* _Work request_
Check each line of the listing below for the string "decides", and give only how many lines hold it.

* _Working data_
***

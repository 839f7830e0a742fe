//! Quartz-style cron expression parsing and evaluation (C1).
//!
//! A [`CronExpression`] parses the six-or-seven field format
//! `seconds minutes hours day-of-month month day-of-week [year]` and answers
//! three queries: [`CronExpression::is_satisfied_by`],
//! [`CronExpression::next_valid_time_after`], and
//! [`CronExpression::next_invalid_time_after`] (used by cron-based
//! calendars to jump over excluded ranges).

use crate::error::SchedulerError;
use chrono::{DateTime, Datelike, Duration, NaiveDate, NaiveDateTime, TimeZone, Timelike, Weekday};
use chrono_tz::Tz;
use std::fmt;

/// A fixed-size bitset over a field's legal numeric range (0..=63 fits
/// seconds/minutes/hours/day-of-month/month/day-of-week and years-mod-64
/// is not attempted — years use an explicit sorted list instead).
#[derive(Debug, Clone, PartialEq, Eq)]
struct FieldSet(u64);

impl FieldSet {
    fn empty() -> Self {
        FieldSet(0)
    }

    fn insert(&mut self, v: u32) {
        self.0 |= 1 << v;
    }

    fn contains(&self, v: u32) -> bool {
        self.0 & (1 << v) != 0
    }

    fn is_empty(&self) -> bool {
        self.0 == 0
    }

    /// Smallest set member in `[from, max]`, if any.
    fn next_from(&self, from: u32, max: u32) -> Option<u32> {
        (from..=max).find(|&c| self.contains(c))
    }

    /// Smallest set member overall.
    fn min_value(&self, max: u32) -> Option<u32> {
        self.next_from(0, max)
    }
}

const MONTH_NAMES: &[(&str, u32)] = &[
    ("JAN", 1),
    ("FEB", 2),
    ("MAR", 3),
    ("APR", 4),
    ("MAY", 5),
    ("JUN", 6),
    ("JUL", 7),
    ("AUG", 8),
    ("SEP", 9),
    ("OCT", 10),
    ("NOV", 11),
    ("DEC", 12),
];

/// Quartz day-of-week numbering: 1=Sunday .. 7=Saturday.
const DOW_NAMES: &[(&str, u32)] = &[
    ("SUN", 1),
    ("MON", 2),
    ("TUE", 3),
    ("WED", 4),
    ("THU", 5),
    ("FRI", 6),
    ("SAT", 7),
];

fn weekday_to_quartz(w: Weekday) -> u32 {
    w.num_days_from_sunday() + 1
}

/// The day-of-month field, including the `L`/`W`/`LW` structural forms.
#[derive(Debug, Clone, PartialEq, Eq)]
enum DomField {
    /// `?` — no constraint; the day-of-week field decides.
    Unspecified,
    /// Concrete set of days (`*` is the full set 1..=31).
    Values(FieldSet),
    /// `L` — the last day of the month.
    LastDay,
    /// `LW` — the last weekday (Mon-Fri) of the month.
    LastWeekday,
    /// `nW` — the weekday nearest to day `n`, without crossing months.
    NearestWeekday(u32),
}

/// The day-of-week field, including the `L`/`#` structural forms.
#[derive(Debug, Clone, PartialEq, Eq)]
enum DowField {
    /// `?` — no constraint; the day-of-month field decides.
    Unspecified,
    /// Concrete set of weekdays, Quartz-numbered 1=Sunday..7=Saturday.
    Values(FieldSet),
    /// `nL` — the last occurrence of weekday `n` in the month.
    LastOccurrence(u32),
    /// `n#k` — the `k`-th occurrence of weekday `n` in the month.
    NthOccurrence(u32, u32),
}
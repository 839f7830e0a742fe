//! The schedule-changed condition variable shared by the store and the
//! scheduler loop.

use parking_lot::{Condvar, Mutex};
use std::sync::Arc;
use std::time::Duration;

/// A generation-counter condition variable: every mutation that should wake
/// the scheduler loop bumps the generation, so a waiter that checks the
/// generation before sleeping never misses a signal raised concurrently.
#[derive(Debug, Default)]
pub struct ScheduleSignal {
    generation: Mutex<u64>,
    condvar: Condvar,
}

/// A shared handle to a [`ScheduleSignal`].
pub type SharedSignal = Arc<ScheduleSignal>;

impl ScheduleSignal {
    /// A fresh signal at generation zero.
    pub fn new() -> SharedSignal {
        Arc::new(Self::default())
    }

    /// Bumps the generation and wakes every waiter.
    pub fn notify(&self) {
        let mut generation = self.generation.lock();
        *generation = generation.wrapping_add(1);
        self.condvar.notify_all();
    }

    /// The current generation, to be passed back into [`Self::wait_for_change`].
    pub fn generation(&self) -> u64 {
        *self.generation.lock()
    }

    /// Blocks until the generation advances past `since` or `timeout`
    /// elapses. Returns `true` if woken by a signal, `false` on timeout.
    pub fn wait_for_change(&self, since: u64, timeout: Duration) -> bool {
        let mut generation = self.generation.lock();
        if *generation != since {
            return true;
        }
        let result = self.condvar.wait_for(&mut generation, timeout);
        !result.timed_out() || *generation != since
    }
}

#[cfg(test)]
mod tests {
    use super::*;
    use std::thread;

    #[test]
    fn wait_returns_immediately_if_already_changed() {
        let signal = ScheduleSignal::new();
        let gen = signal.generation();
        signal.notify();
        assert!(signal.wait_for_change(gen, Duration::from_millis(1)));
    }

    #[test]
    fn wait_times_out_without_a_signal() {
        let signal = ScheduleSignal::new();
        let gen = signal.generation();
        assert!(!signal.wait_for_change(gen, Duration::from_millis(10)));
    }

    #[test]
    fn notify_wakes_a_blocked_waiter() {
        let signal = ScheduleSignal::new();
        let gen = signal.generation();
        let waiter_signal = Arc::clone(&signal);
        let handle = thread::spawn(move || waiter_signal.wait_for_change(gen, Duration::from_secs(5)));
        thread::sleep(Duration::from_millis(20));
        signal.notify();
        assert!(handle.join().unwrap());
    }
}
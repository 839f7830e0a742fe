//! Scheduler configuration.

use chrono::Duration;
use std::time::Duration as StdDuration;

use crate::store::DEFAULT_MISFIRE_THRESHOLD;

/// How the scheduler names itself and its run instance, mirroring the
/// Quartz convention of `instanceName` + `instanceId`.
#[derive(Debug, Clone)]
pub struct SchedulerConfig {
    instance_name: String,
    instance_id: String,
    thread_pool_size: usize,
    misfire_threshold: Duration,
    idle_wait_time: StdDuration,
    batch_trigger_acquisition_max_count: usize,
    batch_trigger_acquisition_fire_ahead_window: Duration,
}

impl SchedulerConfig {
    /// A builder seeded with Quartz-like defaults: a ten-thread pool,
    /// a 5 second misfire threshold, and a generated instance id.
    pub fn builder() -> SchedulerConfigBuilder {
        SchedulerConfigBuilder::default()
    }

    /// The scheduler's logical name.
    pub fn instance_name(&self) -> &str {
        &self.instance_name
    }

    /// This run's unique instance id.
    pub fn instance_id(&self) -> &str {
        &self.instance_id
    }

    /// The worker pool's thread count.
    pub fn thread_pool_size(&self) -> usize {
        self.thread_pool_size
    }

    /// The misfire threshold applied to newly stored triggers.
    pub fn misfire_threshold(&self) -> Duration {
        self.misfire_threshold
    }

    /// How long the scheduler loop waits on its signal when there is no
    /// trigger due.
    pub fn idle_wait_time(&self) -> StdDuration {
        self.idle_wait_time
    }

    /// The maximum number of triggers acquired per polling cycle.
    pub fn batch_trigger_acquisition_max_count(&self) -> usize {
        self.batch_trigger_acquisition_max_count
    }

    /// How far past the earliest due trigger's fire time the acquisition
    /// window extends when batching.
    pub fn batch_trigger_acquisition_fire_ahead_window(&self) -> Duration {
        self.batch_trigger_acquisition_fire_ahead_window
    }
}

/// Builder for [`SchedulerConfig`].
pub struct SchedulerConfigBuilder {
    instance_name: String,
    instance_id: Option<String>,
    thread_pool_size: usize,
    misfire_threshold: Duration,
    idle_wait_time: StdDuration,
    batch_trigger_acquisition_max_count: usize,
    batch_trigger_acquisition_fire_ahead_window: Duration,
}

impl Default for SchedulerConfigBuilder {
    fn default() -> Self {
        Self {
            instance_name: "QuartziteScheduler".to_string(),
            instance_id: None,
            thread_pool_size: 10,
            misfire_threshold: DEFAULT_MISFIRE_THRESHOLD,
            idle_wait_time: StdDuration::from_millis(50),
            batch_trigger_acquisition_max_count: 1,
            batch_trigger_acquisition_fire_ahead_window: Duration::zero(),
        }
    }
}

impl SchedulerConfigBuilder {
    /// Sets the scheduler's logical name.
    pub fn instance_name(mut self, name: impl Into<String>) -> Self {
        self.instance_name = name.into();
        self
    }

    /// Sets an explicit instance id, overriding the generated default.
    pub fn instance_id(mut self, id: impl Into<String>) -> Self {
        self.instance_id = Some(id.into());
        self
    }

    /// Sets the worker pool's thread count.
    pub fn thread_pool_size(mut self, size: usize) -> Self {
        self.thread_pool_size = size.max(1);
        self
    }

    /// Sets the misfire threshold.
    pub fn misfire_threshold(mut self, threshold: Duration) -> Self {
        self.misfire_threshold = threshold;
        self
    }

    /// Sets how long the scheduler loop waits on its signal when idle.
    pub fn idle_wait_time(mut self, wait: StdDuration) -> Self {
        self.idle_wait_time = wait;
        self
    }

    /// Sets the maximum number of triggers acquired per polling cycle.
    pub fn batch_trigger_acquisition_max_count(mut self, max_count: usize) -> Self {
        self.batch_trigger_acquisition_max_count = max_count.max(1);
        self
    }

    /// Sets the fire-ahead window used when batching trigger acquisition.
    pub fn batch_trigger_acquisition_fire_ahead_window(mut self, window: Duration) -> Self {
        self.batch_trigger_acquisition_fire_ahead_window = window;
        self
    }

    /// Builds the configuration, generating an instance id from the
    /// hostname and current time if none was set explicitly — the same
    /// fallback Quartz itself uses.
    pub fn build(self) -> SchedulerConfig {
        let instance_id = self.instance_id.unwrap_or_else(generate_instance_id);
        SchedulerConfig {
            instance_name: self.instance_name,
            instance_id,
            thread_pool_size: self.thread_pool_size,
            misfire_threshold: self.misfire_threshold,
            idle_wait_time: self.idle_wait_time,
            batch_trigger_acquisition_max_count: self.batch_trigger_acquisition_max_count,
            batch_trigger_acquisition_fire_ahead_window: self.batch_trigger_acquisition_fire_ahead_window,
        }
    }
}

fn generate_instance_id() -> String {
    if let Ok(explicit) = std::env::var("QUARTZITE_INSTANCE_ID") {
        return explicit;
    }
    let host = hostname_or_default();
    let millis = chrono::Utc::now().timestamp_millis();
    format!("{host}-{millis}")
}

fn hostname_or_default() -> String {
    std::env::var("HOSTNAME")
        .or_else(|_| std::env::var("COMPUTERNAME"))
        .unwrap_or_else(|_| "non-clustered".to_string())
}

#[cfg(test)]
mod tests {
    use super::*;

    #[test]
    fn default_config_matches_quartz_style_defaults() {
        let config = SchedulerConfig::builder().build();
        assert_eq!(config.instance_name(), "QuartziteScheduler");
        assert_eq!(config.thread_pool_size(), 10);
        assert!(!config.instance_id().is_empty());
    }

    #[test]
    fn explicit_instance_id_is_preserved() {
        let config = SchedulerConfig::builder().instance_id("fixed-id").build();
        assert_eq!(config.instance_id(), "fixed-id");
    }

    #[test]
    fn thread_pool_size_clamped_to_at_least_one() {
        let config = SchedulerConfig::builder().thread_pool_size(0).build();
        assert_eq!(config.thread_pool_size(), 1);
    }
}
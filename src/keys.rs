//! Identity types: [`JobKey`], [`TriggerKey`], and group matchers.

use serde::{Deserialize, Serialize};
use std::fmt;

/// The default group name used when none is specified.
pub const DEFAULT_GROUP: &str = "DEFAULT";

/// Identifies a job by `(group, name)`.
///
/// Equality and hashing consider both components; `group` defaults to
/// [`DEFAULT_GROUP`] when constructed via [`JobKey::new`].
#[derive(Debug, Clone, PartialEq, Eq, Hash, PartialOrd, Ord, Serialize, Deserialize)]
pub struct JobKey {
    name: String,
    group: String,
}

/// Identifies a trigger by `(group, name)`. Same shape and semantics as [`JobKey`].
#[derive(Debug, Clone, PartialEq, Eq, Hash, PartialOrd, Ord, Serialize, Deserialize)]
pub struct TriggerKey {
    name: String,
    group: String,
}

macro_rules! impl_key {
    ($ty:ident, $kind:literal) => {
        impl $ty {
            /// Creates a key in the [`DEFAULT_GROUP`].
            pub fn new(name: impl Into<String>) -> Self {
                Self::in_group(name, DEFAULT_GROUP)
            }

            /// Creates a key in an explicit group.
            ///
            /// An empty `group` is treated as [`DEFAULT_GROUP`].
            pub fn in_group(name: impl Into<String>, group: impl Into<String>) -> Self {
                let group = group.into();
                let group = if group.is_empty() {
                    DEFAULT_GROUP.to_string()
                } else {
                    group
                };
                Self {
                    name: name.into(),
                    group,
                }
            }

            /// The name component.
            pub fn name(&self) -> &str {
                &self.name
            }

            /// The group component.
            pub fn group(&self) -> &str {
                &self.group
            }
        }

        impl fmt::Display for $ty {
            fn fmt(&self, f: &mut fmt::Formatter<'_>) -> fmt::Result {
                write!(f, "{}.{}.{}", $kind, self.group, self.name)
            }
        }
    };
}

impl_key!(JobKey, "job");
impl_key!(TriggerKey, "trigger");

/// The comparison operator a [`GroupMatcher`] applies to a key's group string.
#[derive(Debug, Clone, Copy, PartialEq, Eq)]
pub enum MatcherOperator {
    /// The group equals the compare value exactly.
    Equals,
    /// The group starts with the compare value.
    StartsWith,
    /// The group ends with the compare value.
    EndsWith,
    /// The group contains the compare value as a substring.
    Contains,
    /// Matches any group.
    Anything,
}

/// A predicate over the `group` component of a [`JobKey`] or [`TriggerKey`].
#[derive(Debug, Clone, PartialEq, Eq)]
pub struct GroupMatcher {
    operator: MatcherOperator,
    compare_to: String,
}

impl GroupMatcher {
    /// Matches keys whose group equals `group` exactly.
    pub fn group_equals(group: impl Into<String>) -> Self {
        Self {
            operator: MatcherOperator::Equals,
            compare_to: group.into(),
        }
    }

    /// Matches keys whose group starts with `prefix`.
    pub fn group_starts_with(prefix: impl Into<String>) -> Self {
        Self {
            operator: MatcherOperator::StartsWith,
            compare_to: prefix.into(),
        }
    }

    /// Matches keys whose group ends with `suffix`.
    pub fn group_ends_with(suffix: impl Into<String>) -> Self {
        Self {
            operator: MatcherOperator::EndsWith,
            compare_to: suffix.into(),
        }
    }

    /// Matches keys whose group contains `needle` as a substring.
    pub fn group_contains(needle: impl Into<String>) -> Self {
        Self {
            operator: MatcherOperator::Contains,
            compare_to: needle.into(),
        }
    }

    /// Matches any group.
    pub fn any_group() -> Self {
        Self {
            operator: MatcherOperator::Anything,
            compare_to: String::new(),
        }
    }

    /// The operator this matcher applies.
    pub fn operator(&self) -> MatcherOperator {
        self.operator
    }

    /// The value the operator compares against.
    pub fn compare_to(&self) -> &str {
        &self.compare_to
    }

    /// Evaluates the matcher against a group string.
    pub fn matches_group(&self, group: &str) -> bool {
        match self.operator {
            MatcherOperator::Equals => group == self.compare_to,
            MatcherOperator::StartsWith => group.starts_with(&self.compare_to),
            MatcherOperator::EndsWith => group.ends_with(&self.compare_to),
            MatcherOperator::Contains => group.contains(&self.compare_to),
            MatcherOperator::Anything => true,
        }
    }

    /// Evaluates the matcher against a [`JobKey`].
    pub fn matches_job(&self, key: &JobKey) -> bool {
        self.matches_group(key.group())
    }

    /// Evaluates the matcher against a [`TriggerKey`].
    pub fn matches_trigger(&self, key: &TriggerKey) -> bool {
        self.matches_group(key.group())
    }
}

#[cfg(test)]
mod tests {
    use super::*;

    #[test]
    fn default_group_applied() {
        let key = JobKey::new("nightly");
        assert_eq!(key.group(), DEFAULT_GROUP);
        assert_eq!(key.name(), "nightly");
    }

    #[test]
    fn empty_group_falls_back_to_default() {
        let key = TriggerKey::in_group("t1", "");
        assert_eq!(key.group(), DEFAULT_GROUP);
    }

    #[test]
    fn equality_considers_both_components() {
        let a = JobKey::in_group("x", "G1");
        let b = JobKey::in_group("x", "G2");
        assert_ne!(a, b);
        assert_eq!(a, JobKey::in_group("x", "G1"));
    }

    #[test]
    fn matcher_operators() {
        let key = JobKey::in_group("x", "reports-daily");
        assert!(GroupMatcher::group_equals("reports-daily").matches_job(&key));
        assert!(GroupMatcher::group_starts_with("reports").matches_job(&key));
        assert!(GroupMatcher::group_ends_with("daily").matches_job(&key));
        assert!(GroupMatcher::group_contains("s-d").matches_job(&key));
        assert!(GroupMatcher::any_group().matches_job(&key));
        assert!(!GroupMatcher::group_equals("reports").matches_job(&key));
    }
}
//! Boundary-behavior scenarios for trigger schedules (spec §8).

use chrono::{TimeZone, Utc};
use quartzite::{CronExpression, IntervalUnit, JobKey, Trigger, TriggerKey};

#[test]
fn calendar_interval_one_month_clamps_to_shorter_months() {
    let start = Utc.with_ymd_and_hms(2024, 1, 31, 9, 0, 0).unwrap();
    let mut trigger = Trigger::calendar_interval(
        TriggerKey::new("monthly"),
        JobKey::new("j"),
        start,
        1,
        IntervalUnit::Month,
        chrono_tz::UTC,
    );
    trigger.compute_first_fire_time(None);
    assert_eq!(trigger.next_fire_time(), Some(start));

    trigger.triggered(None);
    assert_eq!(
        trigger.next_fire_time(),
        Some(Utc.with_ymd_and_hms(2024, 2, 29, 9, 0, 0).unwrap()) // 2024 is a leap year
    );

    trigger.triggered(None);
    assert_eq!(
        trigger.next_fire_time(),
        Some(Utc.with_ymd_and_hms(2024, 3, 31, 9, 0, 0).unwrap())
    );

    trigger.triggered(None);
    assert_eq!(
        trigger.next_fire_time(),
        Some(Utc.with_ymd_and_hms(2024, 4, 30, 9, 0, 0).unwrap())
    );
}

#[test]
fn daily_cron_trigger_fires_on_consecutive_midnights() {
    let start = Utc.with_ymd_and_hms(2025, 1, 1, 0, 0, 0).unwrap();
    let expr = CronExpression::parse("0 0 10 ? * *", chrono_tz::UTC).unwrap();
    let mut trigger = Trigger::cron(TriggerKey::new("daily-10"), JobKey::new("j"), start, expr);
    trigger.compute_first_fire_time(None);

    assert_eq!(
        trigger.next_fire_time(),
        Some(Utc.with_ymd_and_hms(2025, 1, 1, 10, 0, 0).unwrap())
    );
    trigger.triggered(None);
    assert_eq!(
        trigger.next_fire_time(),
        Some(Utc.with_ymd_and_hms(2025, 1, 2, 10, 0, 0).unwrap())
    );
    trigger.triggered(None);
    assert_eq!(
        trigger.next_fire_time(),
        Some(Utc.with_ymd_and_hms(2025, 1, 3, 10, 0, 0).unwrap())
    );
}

***

* _Result of the task_
2